▶ [BRIEF]: From the records below, please return each line that holds the word "WHERE".
--- DATA EXTRACTS Enclosed Below ---
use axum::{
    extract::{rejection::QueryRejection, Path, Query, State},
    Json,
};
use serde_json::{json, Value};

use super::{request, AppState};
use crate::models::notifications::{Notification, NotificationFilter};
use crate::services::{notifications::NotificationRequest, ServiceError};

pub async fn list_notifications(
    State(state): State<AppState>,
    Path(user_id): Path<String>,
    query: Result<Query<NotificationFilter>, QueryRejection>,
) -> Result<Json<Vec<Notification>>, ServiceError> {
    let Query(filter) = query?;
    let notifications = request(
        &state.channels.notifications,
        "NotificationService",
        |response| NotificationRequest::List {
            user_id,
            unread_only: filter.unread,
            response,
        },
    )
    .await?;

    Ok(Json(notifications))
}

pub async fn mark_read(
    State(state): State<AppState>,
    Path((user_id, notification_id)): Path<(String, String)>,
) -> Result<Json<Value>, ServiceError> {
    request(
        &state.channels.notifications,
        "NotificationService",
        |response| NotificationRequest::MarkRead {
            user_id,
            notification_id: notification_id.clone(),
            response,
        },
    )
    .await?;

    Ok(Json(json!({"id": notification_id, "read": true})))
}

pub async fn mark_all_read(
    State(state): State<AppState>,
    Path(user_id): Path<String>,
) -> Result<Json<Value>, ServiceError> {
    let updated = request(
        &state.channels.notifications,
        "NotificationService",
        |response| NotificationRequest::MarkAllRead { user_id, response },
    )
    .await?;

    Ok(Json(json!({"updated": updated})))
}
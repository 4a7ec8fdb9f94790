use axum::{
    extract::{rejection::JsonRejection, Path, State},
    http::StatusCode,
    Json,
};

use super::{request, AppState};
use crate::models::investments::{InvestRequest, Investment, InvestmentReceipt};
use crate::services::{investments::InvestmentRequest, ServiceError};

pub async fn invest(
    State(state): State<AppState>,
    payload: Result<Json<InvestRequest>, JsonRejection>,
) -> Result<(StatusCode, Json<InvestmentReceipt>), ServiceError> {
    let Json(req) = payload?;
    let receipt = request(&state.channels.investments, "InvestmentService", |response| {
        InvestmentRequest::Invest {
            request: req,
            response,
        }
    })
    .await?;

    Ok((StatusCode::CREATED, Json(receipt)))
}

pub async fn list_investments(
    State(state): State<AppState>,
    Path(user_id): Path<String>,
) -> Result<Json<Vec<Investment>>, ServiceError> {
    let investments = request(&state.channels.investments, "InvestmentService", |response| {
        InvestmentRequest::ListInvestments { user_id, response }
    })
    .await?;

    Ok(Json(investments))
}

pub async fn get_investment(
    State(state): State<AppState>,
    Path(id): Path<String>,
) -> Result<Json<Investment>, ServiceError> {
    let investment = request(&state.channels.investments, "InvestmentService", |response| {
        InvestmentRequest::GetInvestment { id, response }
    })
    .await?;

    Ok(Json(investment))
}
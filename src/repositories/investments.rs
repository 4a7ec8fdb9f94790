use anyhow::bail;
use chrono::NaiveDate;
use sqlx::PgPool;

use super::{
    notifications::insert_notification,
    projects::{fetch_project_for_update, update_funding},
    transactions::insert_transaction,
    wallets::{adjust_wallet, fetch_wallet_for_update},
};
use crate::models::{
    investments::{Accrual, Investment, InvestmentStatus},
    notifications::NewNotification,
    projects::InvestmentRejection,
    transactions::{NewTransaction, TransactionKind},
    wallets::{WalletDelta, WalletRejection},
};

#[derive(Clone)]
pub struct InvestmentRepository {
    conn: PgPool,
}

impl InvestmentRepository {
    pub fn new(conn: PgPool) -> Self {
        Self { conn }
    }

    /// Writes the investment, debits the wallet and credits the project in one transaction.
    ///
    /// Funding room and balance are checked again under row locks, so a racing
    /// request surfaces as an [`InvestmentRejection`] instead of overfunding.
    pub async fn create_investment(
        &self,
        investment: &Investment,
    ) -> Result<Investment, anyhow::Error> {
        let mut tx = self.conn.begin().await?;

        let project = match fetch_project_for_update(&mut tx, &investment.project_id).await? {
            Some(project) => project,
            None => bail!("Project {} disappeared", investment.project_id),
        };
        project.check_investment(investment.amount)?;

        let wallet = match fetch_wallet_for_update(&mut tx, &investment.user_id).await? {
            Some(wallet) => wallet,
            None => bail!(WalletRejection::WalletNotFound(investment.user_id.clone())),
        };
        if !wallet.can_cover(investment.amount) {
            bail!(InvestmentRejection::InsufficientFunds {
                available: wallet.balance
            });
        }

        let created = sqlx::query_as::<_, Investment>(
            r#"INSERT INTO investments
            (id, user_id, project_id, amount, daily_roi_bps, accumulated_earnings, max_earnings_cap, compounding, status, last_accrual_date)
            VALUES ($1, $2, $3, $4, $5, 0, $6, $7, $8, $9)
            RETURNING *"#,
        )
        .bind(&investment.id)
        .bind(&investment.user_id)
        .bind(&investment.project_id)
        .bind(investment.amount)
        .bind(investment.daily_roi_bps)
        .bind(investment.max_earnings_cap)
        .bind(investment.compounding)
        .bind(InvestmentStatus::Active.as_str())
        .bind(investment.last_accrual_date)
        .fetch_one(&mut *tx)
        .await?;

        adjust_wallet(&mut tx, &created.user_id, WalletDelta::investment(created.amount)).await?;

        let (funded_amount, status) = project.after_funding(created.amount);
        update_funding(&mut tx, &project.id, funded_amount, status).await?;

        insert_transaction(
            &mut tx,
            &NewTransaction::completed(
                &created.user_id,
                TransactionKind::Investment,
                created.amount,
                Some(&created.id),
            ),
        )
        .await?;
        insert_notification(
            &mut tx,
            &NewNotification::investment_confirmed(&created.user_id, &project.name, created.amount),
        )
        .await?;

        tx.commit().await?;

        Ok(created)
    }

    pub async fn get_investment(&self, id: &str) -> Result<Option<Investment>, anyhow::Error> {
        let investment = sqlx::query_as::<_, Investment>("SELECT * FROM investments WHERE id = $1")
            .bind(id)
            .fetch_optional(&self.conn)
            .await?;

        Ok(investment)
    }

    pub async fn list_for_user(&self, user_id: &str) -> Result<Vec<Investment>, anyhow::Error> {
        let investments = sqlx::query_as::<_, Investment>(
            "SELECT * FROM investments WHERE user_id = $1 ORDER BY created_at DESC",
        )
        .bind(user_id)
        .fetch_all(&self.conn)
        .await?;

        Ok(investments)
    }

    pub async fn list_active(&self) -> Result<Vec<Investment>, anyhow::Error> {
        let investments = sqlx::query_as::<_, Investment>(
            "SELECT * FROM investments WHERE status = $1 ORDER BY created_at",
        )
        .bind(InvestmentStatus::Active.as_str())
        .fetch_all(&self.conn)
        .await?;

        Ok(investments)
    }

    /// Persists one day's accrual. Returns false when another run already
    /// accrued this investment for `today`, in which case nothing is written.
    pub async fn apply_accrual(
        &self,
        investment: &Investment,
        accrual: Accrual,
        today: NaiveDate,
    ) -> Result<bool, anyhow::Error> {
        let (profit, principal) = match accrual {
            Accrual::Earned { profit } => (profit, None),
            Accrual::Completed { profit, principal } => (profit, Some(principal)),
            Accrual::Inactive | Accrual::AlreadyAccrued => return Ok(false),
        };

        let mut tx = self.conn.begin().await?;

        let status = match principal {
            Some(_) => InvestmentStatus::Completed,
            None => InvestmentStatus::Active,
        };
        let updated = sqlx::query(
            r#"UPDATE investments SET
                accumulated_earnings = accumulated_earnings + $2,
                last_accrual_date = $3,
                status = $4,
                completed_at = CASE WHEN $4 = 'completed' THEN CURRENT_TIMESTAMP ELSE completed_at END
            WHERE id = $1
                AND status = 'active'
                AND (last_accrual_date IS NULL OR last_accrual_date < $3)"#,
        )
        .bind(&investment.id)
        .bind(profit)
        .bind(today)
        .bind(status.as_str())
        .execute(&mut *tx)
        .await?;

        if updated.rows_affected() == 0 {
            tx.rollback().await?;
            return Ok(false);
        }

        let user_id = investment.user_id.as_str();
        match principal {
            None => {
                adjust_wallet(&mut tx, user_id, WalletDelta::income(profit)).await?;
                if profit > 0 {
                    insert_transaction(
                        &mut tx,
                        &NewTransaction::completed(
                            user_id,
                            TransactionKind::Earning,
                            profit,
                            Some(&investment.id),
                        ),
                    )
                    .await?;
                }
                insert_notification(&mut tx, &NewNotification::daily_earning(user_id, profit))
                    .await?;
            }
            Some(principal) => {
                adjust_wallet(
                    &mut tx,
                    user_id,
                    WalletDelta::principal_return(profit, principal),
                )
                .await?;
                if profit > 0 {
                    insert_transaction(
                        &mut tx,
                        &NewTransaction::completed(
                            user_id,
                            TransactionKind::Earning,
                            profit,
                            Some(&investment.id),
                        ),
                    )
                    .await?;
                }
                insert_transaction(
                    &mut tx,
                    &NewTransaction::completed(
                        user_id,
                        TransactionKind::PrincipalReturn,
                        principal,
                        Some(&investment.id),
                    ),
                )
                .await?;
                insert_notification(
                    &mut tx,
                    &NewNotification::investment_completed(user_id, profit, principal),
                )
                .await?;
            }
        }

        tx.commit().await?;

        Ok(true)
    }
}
--- End of Enclosed DATA EXTRACTS ---
▶ [FINISHED TASK]:
        let investment = sqlx::query_as::<_, Investment>("SELECT * FROM investments WHERE id = $1")
            "SELECT * FROM investments WHERE user_id = $1 ORDER BY created_at DESC",
            "SELECT * FROM investments WHERE status = $1 ORDER BY created_at",
            WHERE id = $1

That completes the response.